Он молчит какое-то время, злясь на Инквизитора, с его языком.
– Я ему глаза не закрываю, – говорит он, кивая в сторону Студента. – Сам знаю, почем дурость обходится. Но про будущее он мечтать должен, не то вырастет, как хмель без нитки. Не поднимется ввысь. Ничего вокруг не увидит. Ты смотри, как народ окреп, себя осознал. Думаешь, на рейхстаге расписаться – это просто так пройдет?
– Ох-хо, – вздыхает Инквизитор. – Русь ты моя кабацкая! Общего рая жаждет, а вином утешается, дворцам радуется, в землянках живет.
– Цыц! – еще более насупленно говорит Гвоздь. – Ты, Инквизитор, с производством не связан, дело у тебя легкое, не видишь, чего надо. Сильно мы поднялись, сильно. Война много разорила, но много и науки. Мы вот сейчас новый грузовик ЗИС варганим – не хуже «студера». Даже покрепче. Движок еще бы посильнее – но это будет. Народ крепко работает. Ну, а чего ныть? Ныть – в штаны лить. Ты в него хорошее вкладывай, – кивает он на Студента. – А дерьмо в него само собой вкладывается.
– Резонно, – соглашается Инквизитор. – Тебе, Гвоздь, с твоими способностями, вверх идти надо бы.

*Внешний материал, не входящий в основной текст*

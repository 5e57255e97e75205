//! Per-format dimension extractors.
//!
//! Each extractor is entered with the cursor just past the two signature
//! bytes and works in post-padding coordinates (see [`crate::cursor`]).
//! A header that is readable but structurally wrong is reported as
//! [`ProbeError::InvalidHeader`](crate::ProbeError::InvalidHeader); running
//! out of stream is a fatal error.

pub mod avif;
pub mod bmp;
pub mod emf;
pub mod gif;
pub mod jpeg;
pub mod png;
pub mod psd;
pub mod tiff;
pub mod webp;
pub mod wmf;

use crate::error::{ProbeError, Result};
use crate::types::FormatTag;

#[inline]
pub(crate) fn expect_bytes(
    format: FormatTag,
    actual: &[u8],
    expected: &[u8],
    reason: &'static str,
) -> Result<()> {
    if actual == expected {
        Ok(())
    } else {
        Err(ProbeError::invalid(format, reason))
    }
}

/// `|a - b|` for two signed header coordinates.
#[inline]
pub(crate) fn span(a: i32, b: i32) -> u32 {
    (i64::from(a) - i64::from(b)).unsigned_abs() as u32
}

#[cfg(test)]
mod tests {
    use super::*;

    #[test]
    fn test_expect_bytes() {
        assert!(expect_bytes(FormatTag::Gif, b"F89a", b"F89a", "x").is_ok());
        let err = expect_bytes(FormatTag::Gif, b"F88a", b"F89a", "bad version").unwrap_err();
        assert!(!err.is_fatal());
    }

    #[test]
    fn test_span() {
        assert_eq!(span(10, 3), 7);
        assert_eq!(span(3, 10), 7);
        assert_eq!(span(i32::MAX, i32::MIN), u32::MAX);
    }
}
use crate::cursor::{ByteCursor, Endian};
use crate::error::{ProbeError, Result};
use crate::types::{Dimensions, FormatTag};
use std::io::{Read, Seek};
use tracing::trace;

pub const TIFF_VERSION: u16 = 0x2A;

pub const TAG_IMAGE_WIDTH: u16 = 0x100;

pub const TAG_IMAGE_LENGTH: u16 = 0x101;

pub const IFD_ENTRY_SIZE: u64 = 12;

const TYPE_SHORT: u16 = 3;

const TYPE_LONG: u16 = 4;

/// Scans the first IFD for `ImageWidth` and `ImageLength`.
pub fn extract<R: Read + Seek>(cursor: &mut ByteCursor<R>, endian: Endian) -> Result<Dimensions> {
    let version = cursor.read_u16(endian)?;
    if version != TIFF_VERSION {
        return Err(ProbeError::invalid(FormatTag::Tiff, "unsupported version"));
    }

    let ifd_offset = cursor.read_u32(endian)?;
    cursor.seek(u64::from(ifd_offset))?;

    let entry_count = cursor.read_u16(endian)?;
    let entries_start = cursor.position();
    trace!(ifd_offset, entry_count, "walking IFD");

    let mut width = None;
    let mut height = None;

    for i in 0..u64::from(entry_count) {
        cursor.seek(entries_start + i * IFD_ENTRY_SIZE)?;

        let tag = cursor.read_u16(endian)?;
        if tag != TAG_IMAGE_WIDTH && tag != TAG_IMAGE_LENGTH {
            continue;
        }

        let field_type = cursor.read_u16(endian)?;
        let _count = cursor.read_u32(endian)?;

        // short values are left-justified in the 4-byte value field
        let value = match field_type {
            TYPE_SHORT => u32::from(cursor.read_u16(endian)?),
            TYPE_LONG => cursor.read_u32(endian)?,
            _ => continue,
        };

        if tag == TAG_IMAGE_WIDTH {
            width = Some(value);
        } else {
            height = Some(value);
        }

        if let (Some(width), Some(height)) = (width, height) {
            return Ok(Dimensions::new(width, height));
        }
    }

    Err(ProbeError::invalid(
        FormatTag::Tiff,
        "IFD lacks image width or length",
    ))
}
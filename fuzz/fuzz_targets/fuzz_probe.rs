#![no_main]

use libfuzzer_sys::fuzz_target;

fuzz_target!(|data: &[u8]| {
    match imgprobe_core::probe_bytes(data) {
        Ok(result) => {
            assert_eq!(result.file_size(), data.len() as u64);
            assert!(result.blank_header_len() <= 8);
            if !result.is_known() {
                assert_eq!(result.width(), 0);
                assert_eq!(result.height(), 0);
            }
        }
        Err(e) => assert!(e.is_fatal()),
    }
});
//! Hand-built image headers shared by the integration tests.

#![allow(dead_code)]

pub fn png(width: u32, height: u32) -> Vec<u8> {
    let mut data = b"\x89PNG\r\n\x1a\n".to_vec();
    data.extend_from_slice(&13u32.to_be_bytes());
    data.extend_from_slice(b"IHDR");
    data.extend_from_slice(&width.to_be_bytes());
    data.extend_from_slice(&height.to_be_bytes());
    data.extend_from_slice(&[8, 2, 0, 0, 0]);
    data.extend_from_slice(&[0x90, 0x77, 0x53, 0xDE]);
    data
}

pub fn bmp(info_size: i32, width: i32, height: i32) -> Vec<u8> {
    let mut data = b"BM".to_vec();
    data.extend_from_slice(&[0u8; 12]);
    data.extend_from_slice(&info_size.to_le_bytes());
    data.extend_from_slice(&width.to_le_bytes());
    data.extend_from_slice(&height.to_le_bytes());
    data.extend_from_slice(&1u16.to_le_bytes());
    data.extend_from_slice(&24u16.to_le_bytes());
    data.extend_from_slice(&[0u8; 24]);
    data
}

pub fn gif(width: u16, height: u16) -> Vec<u8> {
    let mut data = b"GIF89a".to_vec();
    data.extend_from_slice(&width.to_le_bytes());
    data.extend_from_slice(&height.to_le_bytes());
    data.extend_from_slice(&[0xF7, 0x00, 0x00]);
    data.extend_from_slice(&[0u8; 8]);
    data
}

pub fn jpeg(width: u16, height: u16) -> Vec<u8> {
    let mut data = vec![0xFF, 0xD8, 0xFF, 0xE0, 0x00, 0x10];
    data.extend_from_slice(b"JFIF\x00\x01\x01\x00\x00\x01\x00\x01\x00\x00");
    data.extend_from_slice(&[0xFF, 0xDB, 0x00, 0x04, 0x00, 0x00]);
    data.extend_from_slice(&[0xFF, 0xC0, 0x00, 0x11, 0x08]);
    data.extend_from_slice(&height.to_be_bytes());
    data.extend_from_slice(&width.to_be_bytes());
    data.extend_from_slice(&[0x03, 0x01, 0x22, 0x00, 0x02, 0x11, 0x01, 0x03, 0x11, 0x01]);
    data.extend_from_slice(&[0xFF, 0xD9]);
    data
}

pub fn psd(width: u32, height: u32) -> Vec<u8> {
    let mut data = b"8BPS".to_vec();
    data.extend_from_slice(&1u16.to_be_bytes());
    data.extend_from_slice(&[0u8; 6]);
    data.extend_from_slice(&3u16.to_be_bytes());
    data.extend_from_slice(&height.to_be_bytes());
    data.extend_from_slice(&width.to_be_bytes());
    data.extend_from_slice(&8u16.to_be_bytes());
    data.extend_from_slice(&3u16.to_be_bytes());
    data
}

pub fn wmf(left: i16, top: i16, right: i16, bottom: i16) -> Vec<u8> {
    let mut data = vec![0xD7, 0xCD, 0xC6, 0x9A];
    data.extend_from_slice(&[0u8; 6]);
    for v in [left, top, right, bottom] {
        data.extend_from_slice(&v.to_le_bytes());
    }
    data.extend_from_slice(&1440u16.to_le_bytes());
    data.extend_from_slice(&[0u8; 6]);
    data
}

pub fn emf(left: i32, top: i32, right: i32, bottom: i32) -> Vec<u8> {
    let mut data = 1u32.to_le_bytes().to_vec();
    data.extend_from_slice(&108u32.to_le_bytes());
    for v in [left, top, right, bottom] {
        data.extend_from_slice(&v.to_le_bytes());
    }
    data.extend_from_slice(&[0u8; 16]);
    data.extend_from_slice(b" EMF");
    data.extend_from_slice(&0x0001_0000u32.to_le_bytes());
    data
}

/// Little-endian TIFF whose first IFD holds `(tag, type, value)` entries.
pub fn tiff_le(entries: &[(u16, u16, u32)]) -> Vec<u8> {
    let mut data = b"II".to_vec();
    data.extend_from_slice(&42u16.to_le_bytes());
    data.extend_from_slice(&8u32.to_le_bytes());
    data.extend_from_slice(&(entries.len() as u16).to_le_bytes());
    for &(tag, field_type, value) in entries {
        data.extend_from_slice(&tag.to_le_bytes());
        data.extend_from_slice(&field_type.to_le_bytes());
        data.extend_from_slice(&1u32.to_le_bytes());
        if field_type == 3 {
            data.extend_from_slice(&(value as u16).to_le_bytes());
            data.extend_from_slice(&[0, 0]);
        } else {
            data.extend_from_slice(&value.to_le_bytes());
        }
    }
    data.extend_from_slice(&0u32.to_le_bytes());
    data
}

/// Big-endian TIFF with width and length stored as LONG values.
pub fn tiff_be(width: u32, height: u32) -> Vec<u8> {
    let mut data = b"MM".to_vec();
    data.extend_from_slice(&42u16.to_be_bytes());
    data.extend_from_slice(&8u32.to_be_bytes());
    data.extend_from_slice(&2u16.to_be_bytes());
    for (tag, value) in [(0x100u16, width), (0x101u16, height)] {
        data.extend_from_slice(&tag.to_be_bytes());
        data.extend_from_slice(&4u16.to_be_bytes());
        data.extend_from_slice(&1u32.to_be_bytes());
        data.extend_from_slice(&value.to_be_bytes());
    }
    data.extend_from_slice(&0u32.to_be_bytes());
    data
}

pub fn webp(chunk: &[u8; 4], payload: &[u8]) -> Vec<u8> {
    let mut data = b"RIFF".to_vec();
    data.extend_from_slice(&((payload.len() + 12) as u32).to_le_bytes());
    data.extend_from_slice(b"WEBP");
    data.extend_from_slice(chunk);
    data.extend_from_slice(&(payload.len() as u32).to_le_bytes());
    data.extend_from_slice(payload);
    data
}

/// VP8X canvas fields hold the size minus one.
pub fn webp_extended(width_minus_one: u32, height_minus_one: u32) -> Vec<u8> {
    let mut payload = vec![0x10, 0, 0, 0];
    payload.extend_from_slice(&width_minus_one.to_le_bytes()[..3]);
    payload.extend_from_slice(&height_minus_one.to_le_bytes()[..3]);
    webp(b"VP8X", &payload)
}

pub fn webp_lossy(width: u16, height: u16) -> Vec<u8> {
    let mut payload = vec![0x30, 0x01, 0x00, 0x9D, 0x01, 0x2A];
    payload.extend_from_slice(&width.to_le_bytes());
    payload.extend_from_slice(&height.to_le_bytes());
    webp(b"VP8 ", &payload)
}

pub fn webp_lossless(width: u32, height: u32) -> Vec<u8> {
    let bits = (width - 1) | ((height - 1) << 14);
    let mut payload = vec![0x2F];
    payload.extend_from_slice(&bits.to_le_bytes());
    webp(b"VP8L", &payload)
}

pub fn bmff_box(kind: &[u8; 4], body: &[u8]) -> Vec<u8> {
    let mut out = ((body.len() + 8) as u32).to_be_bytes().to_vec();
    out.extend_from_slice(kind);
    out.extend_from_slice(body);
    out
}

pub fn full_box(kind: &[u8; 4], body: &[u8]) -> Vec<u8> {
    let mut payload = vec![0u8; 4];
    payload.extend_from_slice(body);
    bmff_box(kind, &payload)
}

pub fn avif(width: u32, height: u32) -> Vec<u8> {
    let mut ispe = width.to_be_bytes().to_vec();
    ispe.extend_from_slice(&height.to_be_bytes());
    let ipco = bmff_box(b"ipco", &full_box(b"ispe", &ispe));
    let iprp = bmff_box(b"iprp", &ipco);

    let mut meta = full_box(b"hdlr", &[0u8; 20]);
    meta.extend_from_slice(&iprp);

    let mut data = bmff_box(b"ftyp", b"avif\x00\x00\x00\x00mif1miaf");
    data.extend_from_slice(&full_box(b"meta", &meta));
    data.extend_from_slice(&bmff_box(b"mdat", &[0u8; 16]));
    data
}

pub fn padded(words: usize, data: &[u8]) -> Vec<u8> {
    let mut out = vec![0u8; words * 2];
    out.extend_from_slice(data);
    out
}
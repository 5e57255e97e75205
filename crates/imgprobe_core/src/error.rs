use crate::types::FormatTag;
use thiserror::Error;

#[derive(Debug, Error)]
pub enum ProbeError {
    #[error("I/O error: {0}")]
    Io(#[from] std::io::Error),

    #[error("Stream truncated: needed {needed} bytes at offset {offset} (length: {len})")]
    TruncatedStream { offset: u64, needed: u64, len: u64 },

    #[error("Position {position} is out of range (length: {len})")]
    OutOfRange { position: u64, len: u64 },

    #[error("Stream too small to hold an image header: {len} bytes")]
    TooSmall { len: u64 },

    #[error("Unrecognized format (leading word: {magic:#06X})")]
    UnrecognizedFormat { magic: u16 },

    #[error("Invalid {format} header: {reason}")]
    InvalidHeader {
        format: FormatTag,
        reason: &'static str,
    },
}

impl ProbeError {
    /// Whether the error must reach the caller. Everything else only means
    /// "not a recognized image" and is reported as [`FormatTag::Unknown`].
    #[inline]
    pub fn is_fatal(&self) -> bool {
        matches!(
            self,
            Self::Io(_) | Self::TruncatedStream { .. } | Self::OutOfRange { .. }
        )
    }

    #[inline]
    pub(crate) fn invalid(format: FormatTag, reason: &'static str) -> Self {
        Self::InvalidHeader { format, reason }
    }
}

pub type Result<T> = std::result::Result<T, ProbeError>;
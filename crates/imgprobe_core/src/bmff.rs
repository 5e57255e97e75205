//! ISOBMFF box headers.

use crate::cursor::{ByteCursor, Endian};
use crate::error::{ProbeError, Result};
use crate::types::FormatTag;
use std::fmt;
use std::io::{Read, Seek};

#[derive(Clone, Copy, PartialEq, Eq, Hash)]
pub struct FourCc(pub [u8; 4]);

impl fmt::Display for FourCc {
    fn fmt(&self, f: &mut fmt::Formatter<'_>) -> fmt::Result {
        for &b in &self.0 {
            if b.is_ascii_graphic() || b == b' ' {
                write!(f, "{}", b as char)?;
            } else {
                write!(f, "\\x{:02x}", b)?;
            }
        }
        Ok(())
    }
}

impl fmt::Debug for FourCc {
    fn fmt(&self, f: &mut fmt::Formatter<'_>) -> fmt::Result {
        write!(f, "FourCc({})", self)
    }
}

pub const FTYP: FourCc = FourCc(*b"ftyp");

pub const META: FourCc = FourCc(*b"meta");

pub const IPRP: FourCc = FourCc(*b"iprp");

pub const IPCO: FourCc = FourCc(*b"ipco");

pub const ISPE: FourCc = FourCc(*b"ispe");

#[derive(Debug, Clone, Copy, PartialEq, Eq)]
pub struct BoxHeader {
    pub kind: FourCc,
    /// Offset of the size field, in cursor coordinates.
    pub offset: u64,
    /// Total box size including the header.
    pub size: u64,
    pub header_len: u64,
}

impl BoxHeader {
    pub const MIN_SIZE: u64 = 8;

    pub const MIN_LARGE_SIZE: u64 = 16;

    /// Reads a box header at the cursor. A 32-bit size of 1 is followed by a
    /// 64-bit size; a size of 0 means the box runs to the end of the stream.
    pub fn read<R: Read + Seek>(cursor: &mut ByteCursor<R>) -> Result<Self> {
        let offset = cursor.position();
        let size32 = cursor.read_u32(Endian::Big)?;
        let kind = FourCc(cursor.read_array::<4>()?);

        let (size, header_len) = match size32 {
            0 => (cursor.position() + cursor.remaining() - offset, Self::MIN_SIZE),
            1 => (cursor.read_u64(Endian::Big)?, Self::MIN_LARGE_SIZE),
            n => (u64::from(n), Self::MIN_SIZE),
        };

        if size < header_len {
            return Err(ProbeError::invalid(
                FormatTag::Avif,
                "box size smaller than its header",
            ));
        }

        Ok(Self {
            kind,
            offset,
            size,
            header_len,
        })
    }

    #[inline]
    pub const fn body_offset(&self) -> u64 {
        self.offset + self.header_len
    }

    #[inline]
    pub const fn end(&self) -> u64 {
        self.offset.saturating_add(self.size)
    }
}
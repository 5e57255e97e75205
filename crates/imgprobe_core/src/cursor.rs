//! Bounds-checked, endian-aware reads over a seekable stream.
//!
//! # Coordinates
//!
//! A stream may start with up to four zero 16-bit words before the real
//! signature. Once the dispatcher has measured that padding it stores it as
//! the cursor's *blank header length*, and from then on [`ByteCursor::seek`]
//! and [`ByteCursor::position`] speak in post-padding coordinates: offset 0
//! is the first byte of the signature. Format parsers can therefore use the
//! offsets from their format documentation directly.
//!
//! [`ByteCursor::stream_len`] and [`ByteCursor::absolute_position`] always
//! refer to the true stream.

use crate::error::{ProbeError, Result};
use byteorder::{BigEndian, ByteOrder, LittleEndian};
use std::io::{Read, Seek, SeekFrom};

#[derive(Debug, Clone, Copy, PartialEq, Eq)]
pub enum Endian {
    Big,
    Little,
}

impl Endian {
    #[inline]
    pub fn u16(self, buf: &[u8]) -> u16 {
        match self {
            Self::Big => BigEndian::read_u16(buf),
            Self::Little => LittleEndian::read_u16(buf),
        }
    }

    #[inline]
    pub fn u24(self, buf: &[u8]) -> u32 {
        match self {
            Self::Big => BigEndian::read_u24(buf),
            Self::Little => LittleEndian::read_u24(buf),
        }
    }

    #[inline]
    pub fn u32(self, buf: &[u8]) -> u32 {
        match self {
            Self::Big => BigEndian::read_u32(buf),
            Self::Little => LittleEndian::read_u32(buf),
        }
    }

    #[inline]
    pub fn u64(self, buf: &[u8]) -> u64 {
        match self {
            Self::Big => BigEndian::read_u64(buf),
            Self::Little => LittleEndian::read_u64(buf),
        }
    }
}

pub struct ByteCursor<R> {
    inner: R,
    len: u64,
    pos: u64,
    blank: u64,
}

impl<R: Read + Seek> ByteCursor<R> {
    /// Wraps `inner`, measuring its length and rewinding it to the first byte.
    pub fn new(mut inner: R) -> Result<Self> {
        let len = inner.seek(SeekFrom::End(0))?;
        inner.seek(SeekFrom::Start(0))?;

        Ok(Self {
            inner,
            len,
            pos: 0,
            blank: 0,
        })
    }

    /// Total stream length in bytes.
    #[inline]
    pub fn stream_len(&self) -> u64 {
        self.len
    }

    #[inline]
    pub fn blank_header_len(&self) -> u64 {
        self.blank
    }

    #[inline]
    pub(crate) fn set_blank_header_len(&mut self, blank: u64) {
        self.blank = blank;
    }

    /// Read position in post-padding coordinates.
    #[inline]
    pub fn position(&self) -> u64 {
        self.pos.saturating_sub(self.blank)
    }

    #[inline]
    pub fn absolute_position(&self) -> u64 {
        self.pos
    }

    #[inline]
    pub fn remaining(&self) -> u64 {
        self.len - self.pos
    }

    /// Moves to `position`, given in post-padding coordinates.
    pub fn seek(&mut self, position: u64) -> Result<()> {
        let absolute = position
            .checked_add(self.blank)
            .filter(|&abs| abs <= self.len)
            .ok_or(ProbeError::OutOfRange {
                position: position.saturating_add(self.blank),
                len: self.len,
            })?;

        self.inner.seek(SeekFrom::Start(absolute))?;
        self.pos = absolute;
        Ok(())
    }

    pub fn skip(&mut self, count: u64) -> Result<()> {
        let target = self
            .position()
            .checked_add(count)
            .ok_or(ProbeError::OutOfRange {
                position: u64::MAX,
                len: self.len,
            })?;
        self.seek(target)
    }

    pub fn read_exact(&mut self, buf: &mut [u8]) -> Result<()> {
        let needed = buf.len() as u64;
        if needed > self.remaining() {
            return Err(ProbeError::TruncatedStream {
                offset: self.pos,
                needed,
                len: self.len,
            });
        }

        self.inner.read_exact(buf)?;
        self.pos += needed;
        Ok(())
    }

    #[inline]
    pub fn read_array<const N: usize>(&mut self) -> Result<[u8; N]> {
        let mut buf = [0u8; N];
        self.read_exact(&mut buf)?;
        Ok(buf)
    }

    pub fn read_bytes(&mut self, count: usize) -> Result<Vec<u8>> {
        let mut buf = vec![0u8; count];
        self.read_exact(&mut buf)?;
        Ok(buf)
    }

    /// Reads `max` bytes, or whatever is left if the stream ends first.
    pub fn read_up_to(&mut self, max: usize) -> Result<Vec<u8>> {
        let count = (max as u64).min(self.remaining()) as usize;
        self.read_bytes(count)
    }

    #[inline]
    pub fn read_u16(&mut self, endian: Endian) -> Result<u16> {
        Ok(endian.u16(&self.read_array::<2>()?))
    }

    #[inline]
    pub fn read_i16(&mut self, endian: Endian) -> Result<i16> {
        Ok(self.read_u16(endian)? as i16)
    }

    #[inline]
    pub fn read_u32(&mut self, endian: Endian) -> Result<u32> {
        Ok(endian.u32(&self.read_array::<4>()?))
    }

    #[inline]
    pub fn read_i32(&mut self, endian: Endian) -> Result<i32> {
        Ok(self.read_u32(endian)? as i32)
    }

    #[inline]
    pub fn read_u64(&mut self, endian: Endian) -> Result<u64> {
        Ok(endian.u64(&self.read_array::<8>()?))
    }
}
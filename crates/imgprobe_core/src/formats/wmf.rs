use super::{expect_bytes, span};
use crate::cursor::{ByteCursor, Endian};
use crate::error::Result;
use crate::types::{Dimensions, FormatTag};
use std::io::{Read, Seek};

const BOUNDS_OFFSET: u64 = 0x0A;

/// Placeable metafile: `D7 CD C6 9A` key, then a bounding box in logical units.
pub fn extract<R: Read + Seek>(cursor: &mut ByteCursor<R>) -> Result<Dimensions> {
    let key_tail = cursor.read_array::<2>()?;
    expect_bytes(FormatTag::Wmf, &key_tail, &[0xC6, 0x9A], "bad placeable key")?;

    cursor.seek(BOUNDS_OFFSET)?;
    let left = cursor.read_i16(Endian::Little)?;
    let top = cursor.read_i16(Endian::Little)?;
    let right = cursor.read_i16(Endian::Little)?;
    let bottom = cursor.read_i16(Endian::Little)?;

    Ok(Dimensions::new(
        span(right.into(), left.into()),
        span(bottom.into(), top.into()),
    ))
}
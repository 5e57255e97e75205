use super::expect_bytes;
use crate::cursor::{ByteCursor, Endian};
use crate::error::Result;
use crate::types::{Dimensions, FormatTag};
use std::io::{Read, Seek};

const SIZE_OFFSET: u64 = 0x0E;

pub fn extract<R: Read + Seek>(cursor: &mut ByteCursor<R>) -> Result<Dimensions> {
    let tail = cursor.read_array::<4>()?;
    expect_bytes(FormatTag::Psd, &tail, b"PS\x00\x01", "missing 8BPS version 1")?;

    cursor.seek(SIZE_OFFSET)?;
    // rows come before columns
    let height = cursor.read_u32(Endian::Big)?;
    let width = cursor.read_u32(Endian::Big)?;
    Ok(Dimensions::new(width, height))
}
//! Run options for the CLI

/// Options for one probing run
#[derive(Debug, Clone, PartialEq, Eq)]
pub struct ProbeOptions {
    /// Descend into directories
    pub recursive: bool,
    /// Emit one JSON object per line instead of text
    pub json: bool,
    /// Worker threads (0 = one per core)
    pub jobs: usize,
    /// Drop results whose format was not recognized
    pub known_only: bool,
}

impl Default for ProbeOptions {
    fn default() -> Self {
        Self {
            recursive: false,
            json: false,
            jobs: 0,
            known_only: false,
        }
    }
}

impl ProbeOptions {
    pub fn new() -> Self {
        Self::default()
    }

    /// Walks directories instead of skipping them
    pub fn recursive(mut self, recursive: bool) -> Self {
        self.recursive = recursive;
        self
    }

    pub fn json(mut self, json: bool) -> Self {
        self.json = json;
        self
    }

    /// Sets the worker thread count
    pub fn with_jobs(mut self, jobs: usize) -> Self {
        self.jobs = jobs;
        self
    }

    pub fn known_only(mut self, known_only: bool) -> Self {
        self.known_only = known_only;
        self
    }
}
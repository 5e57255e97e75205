use super::{expect_bytes, span};
use crate::cursor::{ByteCursor, Endian};
use crate::error::{ProbeError, Result};
use crate::types::{Dimensions, FormatTag};
use std::io::{Read, Seek};

const BOUNDS_OFFSET: u64 = 0x08;

const SIGNATURE_OFFSET: u64 = 0x28;

pub const EMF_SIGNATURE: [u8; 4] = *b" EMF";

/// `EMR_HEADER` record; bounds are inclusive device-unit rectangles.
pub fn extract<R: Read + Seek>(cursor: &mut ByteCursor<R>) -> Result<Dimensions> {
    let record_type_tail = cursor.read_array::<2>()?;
    expect_bytes(
        FormatTag::Emf,
        &record_type_tail,
        &[0x00, 0x00],
        "first record is not EMR_HEADER",
    )?;

    cursor.seek(BOUNDS_OFFSET)?;
    let left = cursor.read_i32(Endian::Little)?;
    let top = cursor.read_i32(Endian::Little)?;
    let right = cursor.read_i32(Endian::Little)?;
    let bottom = cursor.read_i32(Endian::Little)?;

    cursor.seek(SIGNATURE_OFFSET)?;
    let signature = cursor.read_array::<4>()?;
    expect_bytes(FormatTag::Emf, &signature, &EMF_SIGNATURE, "missing EMF signature")?;

    let width = span(right, left)
        .checked_add(1)
        .ok_or(ProbeError::invalid(FormatTag::Emf, "bounds overflow"))?;
    let height = span(bottom, top)
        .checked_add(1)
        .ok_or(ProbeError::invalid(FormatTag::Emf, "bounds overflow"))?;

    Ok(Dimensions::new(width, height))
}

– Верховодов и без того теперь много разводится, – бурчит Гвоздь. – Вверх – не в атаку. И где они отсиживались? В цех без конца прибегают:«давай, давай!» Сегодня един такой был, – Гвоздь понижает голос. – Давай авральную неделю в честь дня рождения самого. Ну, мы, конечно, дадим. Вроде подарок, надо. Уважение! Ну, а эта канцелярская душа здесь при чем? Он что даст?
***
Вечер в «Полбанке» идет к закату. Уже отныл и удалился, шатаясь от вина и потерянной любви, Слюнтяй, уже двух-трех полуслучайных Арматура вывел на мороз отдохнуть, уже обо веем, кажется, переговорено – и боевые недавние дела перебрали, которых столько припасено в памяти, что, кажется, всю жизнь теперь только и вспоминать, и все семейные неурядицы перещелкали и разрешили до нового вечера, когда жизнь подбросит ворох новых, неожиданных, и дважды или трижды выносил Сашку-самовара Инженер, и за это время кто-то увел Люську, оставившую полстакана красненького – словно бы нарочно, для напоминания и зубовного скрежета Сашки, и в этот-то момент дверь, обитая по краям старым войлоком для теплоты, открывается – и холодок сразу прохватывает павильон. На пороге, вглядываясь, держа руки в карманах бушлатика, с белым шелковым шарфом, высоко повязанным на шее, стоит Чекарь, а над плечам Чекаря проглядывает ангельское личико Зуба, одного из шестерок. Осмотревшись, Чекарь здоровается, но не как все, глядя в угол Гвоздя, а бросает небрежно, словно бы не разбирая лиц. Он проходит к стойке Марьи Ивановны, и, резко обернувшись, стоит, уперев локти в доски стойки, и глядит в павильон, пока Зуб берет у Марьи Ивановны стаканы и выбирает из вазочки шоколадные конфеты получше. Чекарь любит сладкое.
Гвоздь темнеет лицом и стискивает пальцы. Чекарь – глава инвалидных урок, хозяин всего здешнего блатного мира, но у «Полбанки» особое положение, и Чекарь над ней не властен. Серьезная публика подобралась в павильоне, воевать с нею ему ни к чему. Димка видел Чекаря раза два-три, но лишь теперь может рассмотреть его внимательно. У первого инвалидского урки самая заурядная округлая физиономия, пожухлая от жизни, с сеточкой ранних морщин, положенные по моде фиксы во рту, твердые голубенькие глазки под козырьком кепки, – но как преображает человеческие лица осознание силы и власти! Соблазном преступной беззаботности и веселья веет от Чекаря, и невольно каждый поглядывает на его поблескивающие в свете голой лампочки под дощатым потолком стальные зубы.